[EXERCISE PROMPT]
Write only the number of lines in the entries below that contain the word "AlterTableStatement".

DATASET RECORDS START

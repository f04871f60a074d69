// エラー型定義
//
// 境界層で使用されるカスタムエラー型を提供します。
// 変換エンジン自体はエラーを返さず、異常はすべて結果データとして記録されます。
// thiserrorを使用して、ConfigError, IoError, TransformError を定義します。

use thiserror::Error;

/// 設定エラー
#[derive(Debug, Clone, PartialEq, Eq, Error)]
pub enum ConfigError {
    /// バージョン未指定
    #[error("Config file version is not specified")]
    MissingVersion,

    /// 出力ファイル名が空
    #[error("Output file name must not be empty")]
    EmptyOutputFile,

    /// 出力ファイル名にパス区切りが含まれる
    #[error("Output file name must be a plain file name, got '{name}'")]
    InvalidOutputFile {
        /// 指定されたファイル名
        name: String,
    },
}

/// I/Oエラー
///
/// ファイル操作時に発生するエラーを表現します。
#[derive(Debug, Error)]
pub enum IoError {
    /// File not found
    #[error("File not found: {path}")]
    FileNotFound {
        /// ファイルパス
        path: String,
    },

    /// File read error
    #[error("Failed to read file: {path} (cause: {cause})")]
    FileRead {
        /// ファイルパス
        path: String,
        /// エラー原因
        cause: String,
    },

    /// File write error
    #[error("Failed to write file: {path} (cause: {cause})")]
    FileWrite {
        /// ファイルパス
        path: String,
        /// エラー原因
        cause: String,
    },
}

/// 変換エラー
///
/// 変換結果に対する境界層のポリシー判定で発生するエラーを表現します。
#[derive(Debug, Clone, PartialEq, Eq, Error)]
pub enum TransformError {
    /// 未サポートのステートメントが含まれている（--force なし）
    #[error("{count} unsupported statement(s) found. Re-run with --force to drop them and continue")]
    UnsupportedStatements {
        /// 未サポートのステートメント数
        count: usize,
        /// 未サポートのステートメント一覧
        statements: Vec<String>,
    },
}

impl TransformError {
    /// 未サポートのステートメント一覧を取得
    pub fn statements(&self) -> &[String] {
        match self {
            TransformError::UnsupportedStatements { statements, .. } => statements,
        }
    }
}
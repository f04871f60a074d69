// ステートメント分類
//
// 字句トークン列の先頭キーワードでステートメント種別を判定します。
// 文字列の部分一致は使わず、引用符付き識別子は不透明なトークンとして扱うため、
// `references` という名前のテーブルが外部キーと誤判定されることはありません。

use crate::core::statement::{
    AlterClause, AlterTableStatement, ClassifiedStatement, ClauseKind, ConstraintName,
    StatementKind, StatementUnit,
};
use crate::services::sql_lexer::{split_top_level_commas, tokenize, Token};

/// ステートメント分類サービス
#[derive(Debug, Clone, Default)]
pub struct StatementClassifier;

impl StatementClassifier {
    /// 新しいStatementClassifierを作成
    pub fn new() -> Self {
        Self
    }

    /// ステートメント単位を分類
    pub fn classify(&self, unit: StatementUnit) -> ClassifiedStatement {
        let kind = self.classify_body(&unit.body);
        ClassifiedStatement { unit, kind }
    }

    /// ステートメント本体の種別を判定
    pub fn classify_body(&self, body: &str) -> StatementKind {
        let tokens = tokenize(body);
        let keyword = |index: usize, word: &str| tokens.get(index).is_some_and(|t| t.is_keyword(word));

        if keyword(0, "CREATE") {
            let mut index = 1;
            if keyword(index, "UNIQUE") {
                index += 1;
                if keyword(index, "INDEX") {
                    return StatementKind::CreateIndex {
                        unique: true,
                        already_async: keyword(index + 1, "ASYNC"),
                    };
                }
                return StatementKind::Other;
            }
            if keyword(index, "INDEX") {
                return StatementKind::CreateIndex {
                    unique: false,
                    already_async: keyword(index + 1, "ASYNC"),
                };
            }
            while ["GLOBAL", "LOCAL", "TEMP", "TEMPORARY", "UNLOGGED"]
                .iter()
                .any(|modifier| keyword(index, *modifier))
            {
                index += 1;
            }
            if keyword(index, "TABLE") {
                return StatementKind::CreateTable;
            }
            return StatementKind::Other;
        }

        if keyword(0, "ALTER") && keyword(1, "TABLE") {
            return match parse_alter_table(body, &tokens) {
                Some(alter) => StatementKind::AlterTable(alter),
                None => StatementKind::Other,
            };
        }

        if keyword(0, "DROP") && (keyword(1, "TABLE") || keyword(1, "INDEX")) {
            return StatementKind::Drop;
        }

        StatementKind::Other
    }
}

/// ALTER TABLE 文を前置部分と句のリストに分解
///
/// `ALTER TABLE [IF EXISTS] [ONLY] <name>` の後ろをトップレベルのカンマで分割します。
/// テーブル名が読み取れない場合や句が1つもない場合は None を返します。
fn parse_alter_table(body: &str, tokens: &[Token<'_>]) -> Option<AlterTableStatement> {
    let mut index = 2;
    if tokens.get(index).is_some_and(|t| t.is_keyword("IF"))
        && tokens.get(index + 1).is_some_and(|t| t.is_keyword("EXISTS"))
    {
        index += 2;
    }
    if tokens.get(index).is_some_and(|t| t.is_keyword("ONLY")) {
        index += 1;
    }

    let (name_start, name_end) = qualified_name_span(tokens, index)?;
    let table = body[name_start..name_end].to_string();
    let prefix = body[..name_end].to_string();

    let clauses: Vec<AlterClause> = split_top_level_commas(&body[name_end..])
        .into_iter()
        .map(|text| AlterClause {
            text: text.to_string(),
            kind: classify_clause(text),
        })
        .collect();

    if clauses.is_empty() {
        return None;
    }

    Some(AlterTableStatement {
        table,
        prefix,
        clauses,
    })
}

/// `schema.table` 形式を含む修飾名のバイト範囲を取得
fn qualified_name_span(tokens: &[Token<'_>], start: usize) -> Option<(usize, usize)> {
    let first = tokens.get(start).filter(|t| t.is_identifier())?;
    let mut end = first.end;
    let mut index = start + 1;

    while tokens.get(index).is_some_and(|t| t.is_symbol('.')) {
        match tokens.get(index + 1).filter(|t| t.is_identifier()) {
            Some(part) => {
                end = part.end;
                index += 2;
            }
            None => break,
        }
    }

    Some((first.start, end))
}

/// ALTER TABLE の1句を分類
fn classify_clause(text: &str) -> ClauseKind {
    let tokens = tokenize(text);
    let keyword = |index: usize, word: &str| tokens.get(index).is_some_and(|t| t.is_keyword(word));
    let identifier = |index: usize| {
        tokens
            .get(index)
            .filter(|t| t.is_identifier())
            .map(|t| ConstraintName::from_identifier(t.text))
    };

    if keyword(0, "DROP") && keyword(1, "CONSTRAINT") {
        let name_index = if keyword(2, "IF") && keyword(3, "EXISTS") { 4 } else { 2 };
        return match identifier(name_index) {
            Some(name) => ClauseKind::DropConstraint(name),
            None => ClauseKind::Other,
        };
    }

    if !keyword(0, "ADD") {
        return ClauseKind::Other;
    }

    if keyword(1, "CONSTRAINT") {
        let Some(name) = identifier(2) else {
            return ClauseKind::Other;
        };
        return if has_foreign_key_keywords(&tokens[3..]) {
            ClauseKind::AddConstraintForeignKey(Some(name))
        } else {
            ClauseKind::AddConstraintOther(name)
        };
    }

    if keyword(1, "FOREIGN") && keyword(2, "KEY") {
        return ClauseKind::AddConstraintForeignKey(None);
    }

    // 名前なしの表制約（PRIMARY KEY / UNIQUE / CHECK / EXCLUDE）
    if ["PRIMARY", "UNIQUE", "CHECK", "EXCLUDE"]
        .iter()
        .any(|word| keyword(1, *word))
    {
        return ClauseKind::Other;
    }

    if keyword(1, "COLUMN") || identifier(1).is_some() {
        return ClauseKind::AddColumn;
    }

    ClauseKind::Other
}

/// 制約定義が `FOREIGN KEY` キーワード列を含むか
fn has_foreign_key_keywords(tokens: &[Token<'_>]) -> bool {
    tokens
        .windows(2)
        .any(|pair| pair[0].is_keyword("FOREIGN") && pair[1].is_keyword("KEY"))
}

DATASET RECORDS END

[FINISHED TASK]
3